# Investigating Spey fitting of a histogram from Contur

In [None]:
import matplotlib.pyplot as plt
from matplotlib.ticker import FuncFormatter
import numpy as np
import spey
spey.set_log_level(3) # debug

# load some data from a contur histogram
bg = np.array([3.612882e-03, 1.598201e-03, 3.186370e-05])
meas = np.array([3.2194e-03, 1.4437e-03, 3.0542e-05])
signal = np.array([1.26975467e-06, 0.00000000e+00, 0.00000000e+00])
measurement_cov = np.array([[1.25297487e-07, 3.41845046e-08, 1.09669171e-09],[3.41845046e-08, 1.19312634e-08, 3.20895254e-10],[1.09669171e-09, 3.20895254e-10, 1.88543549e-11]])
background_cov = np.array([[4.37507776e-08, 0.00000000e+00, 0.00000000e+00], [0.00000000e+00, 4.15880810e-09, 0.00000000e+00],[0.00000000e+00, 0.00000000e+00, 5.55546207e-13]])
signal_cov = np.array([[1.72952086e-12, 0.00000000e+00, 0.00000000e+00],[0.00000000e+00, 8.52595599e-15, 0.00000000e+00],[0.00000000e+00, 0.00000000e+00, 6.63785501e-17]])

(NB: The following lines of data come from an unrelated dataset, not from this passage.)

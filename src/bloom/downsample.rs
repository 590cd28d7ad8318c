//! 13-tap bloom downsample.

use bytemuck::{Pod, Zeroable};
use wgpu::util::DeviceExt;

use crate::gpu::FullscreenPipelines;
use crate::gpu::fullscreen::{
    draw_fullscreen, filterable_texture_entry, filtering_sampler_entry, uniform_entry,
};
use crate::resources::{BindGroupCache, BindGroupKey, Tracked};
use crate::shaders;

use super::mip_chain::MipChainStore;
use super::plan::{BloomStep, StepSource};

#[repr(C)]
#[derive(Debug, Clone, Copy, Default, Pod, Zeroable)]
struct DownsampleUniforms {
    use_karis_average: u32,
    _pad: [u32; 3],
}

/// Renders each downsample step of a [`super::BloomPlan`].
///
/// The Karis flag lives in two static uniform buffers; a step picks one by
/// its own `karis` flag. Mip-to-mip bind groups are built once per chain
/// allocation, the source bind group is cached by the source view's id.
pub struct Downsampler {
    layout: Tracked<wgpu::BindGroupLayout>,
    pipeline: wgpu::RenderPipeline,
    karis_on: Tracked<wgpu::Buffer>,
    karis_off: Tracked<wgpu::Buffer>,
    /// Indexed by destination mip; entry 0 reads the external source instead.
    chain_bind_groups: Vec<Option<wgpu::BindGroup>>,
    source_bind_groups: BindGroupCache,
}

impl Downsampler {
    #[must_use]
    pub fn new(
        device: &wgpu::Device,
        fullscreen: &FullscreenPipelines,
        format: wgpu::TextureFormat,
    ) -> Self {
        let layout = Tracked::new(device.create_bind_group_layout(
            &wgpu::BindGroupLayoutDescriptor {
                label: Some("Bloom Downsample Layout"),
                entries: &[
                    filterable_texture_entry(0),
                    filtering_sampler_entry(1),
                    uniform_entry(2, wgpu::ShaderStages::FRAGMENT, false),
                ],
            },
        ));

        let module = FullscreenPipelines::fragment_module(
            device,
            "Bloom Downsample Shader",
            shaders::BLOOM_DOWNSAMPLE_WGSL,
        );
        let pipeline = fullscreen.create_pipeline(
            device,
            "Bloom Downsample Pipeline",
            &module,
            &layout,
            wgpu::ColorTargetState {
                format,
                blend: Some(wgpu::BlendState::REPLACE),
                write_mask: wgpu::ColorWrites::ALL,
            },
        );

        let make_flag = |label: &str, enabled: bool| {
            Tracked::new(device.create_buffer_init(&wgpu::util::BufferInitDescriptor {
                label: Some(label),
                contents: bytemuck::bytes_of(&DownsampleUniforms {
                    use_karis_average: u32::from(enabled),
                    ..Default::default()
                }),
                usage: wgpu::BufferUsages::UNIFORM,
            }))
        };

        Self {
            layout,
            pipeline,
            karis_on: make_flag("Bloom Downsample Karis On", true),
            karis_off: make_flag("Bloom Downsample Karis Off", false),
            chain_bind_groups: Vec::new(),
            source_bind_groups: BindGroupCache::new(),
        }
    }

    /// Rebuilds the mip-to-mip bind groups after the chain was (re)allocated.
    pub fn rebuild(
        &mut self,
        device: &wgpu::Device,
        chain: &MipChainStore,
        sampler: &Tracked<wgpu::Sampler>,
    ) {
        self.source_bind_groups.clear();
        self.chain_bind_groups = (0..chain.levels().len())
            .map(|target| {
                let source = target.checked_sub(1).and_then(|i| chain.level(i))?;
                Some(create_bind_group(
                    device,
                    &self.layout,
                    &format!("Bloom Downsample BG {target}"),
                    source.view(),
                    sampler,
                    &self.karis_off,
                ))
            })
            .collect();
    }

    pub fn release_bind_groups(&mut self) {
        self.chain_bind_groups.clear();
        self.source_bind_groups.clear();
    }

    /// Records one downsample step into its destination mip.
    pub fn record(
        &mut self,
        device: &wgpu::Device,
        encoder: &mut wgpu::CommandEncoder,
        step: &BloomStep,
        chain: &MipChainStore,
        source: &Tracked<wgpu::TextureView>,
        sampler: &Tracked<wgpu::Sampler>,
    ) {
        let Some(level) = chain.level(step.target) else {
            return;
        };

        let bind_group = match step.source {
            StepSource::External => {
                let flag = if step.karis() {
                    &self.karis_on
                } else {
                    &self.karis_off
                };
                let key = BindGroupKey::new(self.layout.id())
                    .with_resource(source.id())
                    .with_resource(sampler.id())
                    .with_resource(flag.id());
                let layout = &self.layout;
                self.source_bind_groups.get_or_create(key, || {
                    create_bind_group(device, layout, "Bloom Downsample Source BG", source, sampler, flag)
                })
            }
            StepSource::Mip(_) => {
                let Some(bind_group) = self
                    .chain_bind_groups
                    .get(step.target)
                    .and_then(Option::as_ref)
                else {
                    log::warn!("Bloom downsample into mip {} has no bind group", step.target);
                    return;
                };
                bind_group.clone()
            }
        };

        let mut pass = encoder.begin_render_pass(&wgpu::RenderPassDescriptor {
            label: Some("Bloom Downsample"),
            color_attachments: &[Some(wgpu::RenderPassColorAttachment {
                view: level.view(),
                resolve_target: None,
                ops: wgpu::Operations {
                    load: wgpu::LoadOp::Clear(wgpu::Color::BLACK),
                    store: wgpu::StoreOp::Store,
                },
                depth_slice: None,
            })],
            ..Default::default()
        });
        step.viewport.apply(&mut pass);
        pass.set_pipeline(&self.pipeline);
        pass.set_bind_group(0, &bind_group, &[]);
        draw_fullscreen(&mut pass);
    }
}

/// Texture + sampler + uniform bind group shared by both bloom filters.
pub(crate) fn create_bind_group(
    device: &wgpu::Device,
    layout: &wgpu::BindGroupLayout,
    label: &str,
    view: &wgpu::TextureView,
    sampler: &wgpu::Sampler,
    uniforms: &wgpu::Buffer,
) -> wgpu::BindGroup {
    device.create_bind_group(&wgpu::BindGroupDescriptor {
        label: Some(label),
        layout,
        entries: &[
            wgpu::BindGroupEntry {
                binding: 0,
                resource: wgpu::BindingResource::TextureView(view),
            },
            wgpu::BindGroupEntry {
                binding: 1,
                resource: wgpu::BindingResource::Sampler(sampler),
            },
            wgpu::BindGroupEntry {
                binding: 2,
                resource: uniforms.as_entire_binding(),
            },
        ],
    })
}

## Recreate the calculation currently implemented in Contur

In [None]:
from scipy.stats import norm

inv_cov_s_b = np.linalg.inv(signal_cov+measurement_cov+background_cov)
inv_cov_b_only = np.linalg.inv(measurement_cov+background_cov)

# contstruct a chi_square test statistic in the asymptotic limit
delta_mu_test = signal + bg - meas
delta_mu_null = bg - meas
ts_s_b = np.dot(delta_mu_test,np.dot(inv_cov_s_b,delta_mu_test))
ts_b = np.dot(delta_mu_null,np.dot(inv_cov_s_b,delta_mu_null))

# the test statistics are chi-sq distributed, so calculate the log(p-value)
log_pval_sb, log_pval_b = norm.logsf(np.sqrt((ts_s_b,ts_b)))

# convert to CLs value
CLs = 1 - np.exp(log_pval_sb - log_pval_b)
print(f'Current Contur CLs: {CLs}')

## Spey CLs Calculation

In [None]:
# build the contur plugin
contur_model = spey.get_backend("contur.full_histogram_likelihood")(
    signal_yields=signal,
    background_yields=bg,
    data=meas,
    signal_covariance=signal_cov,
    background_covariance=background_cov,
    data_covariance=measurement_cov
)

In [None]:
# build some default spey models for comparison
corr_bkd = spey.get_backend('default_pdf.correlated_background')(
    signal_yields=signal,
    background_yields=bg,
    data=meas,
    covariance_matrix=background_cov,
)

uncorr_bkd = spey.get_backend('default_pdf.uncorrelated_background')(signal_yields=signal,
                              background_yields=bg,
                              data=meas,
                              absolute_uncertainties=np.sqrt(np.diag(background_cov))
)

multinorm = spey.get_backend('default_pdf.multivariate_normal')(signal_yields=signal,
                              background_yields=bg,
                              data=meas,
                              covariance_matrix=signal_cov+background_cov+measurement_cov
)

### CLs computation for each model

All models give a CLs of 1.0 when the asymptotic calculator is used

The three models involving Poisson terms give a very low CLs value when the chi-squared calculator is used

Could this be because the Poisson terms expect yields larger than one?

In [None]:
models = [contur_model,corr_bkd,uncorr_bkd,multinorm]
spey.set_log_level(2)
for model in models:
    print(model._backend.name,', asymptotic calculator, CLs: ' ,model.exclusion_confidence_level(calculator='asymptotic'))
    print(model._backend.name,', chi_square calculator, CLs: ' ,model.exclusion_confidence_level(calculator='chi_square'))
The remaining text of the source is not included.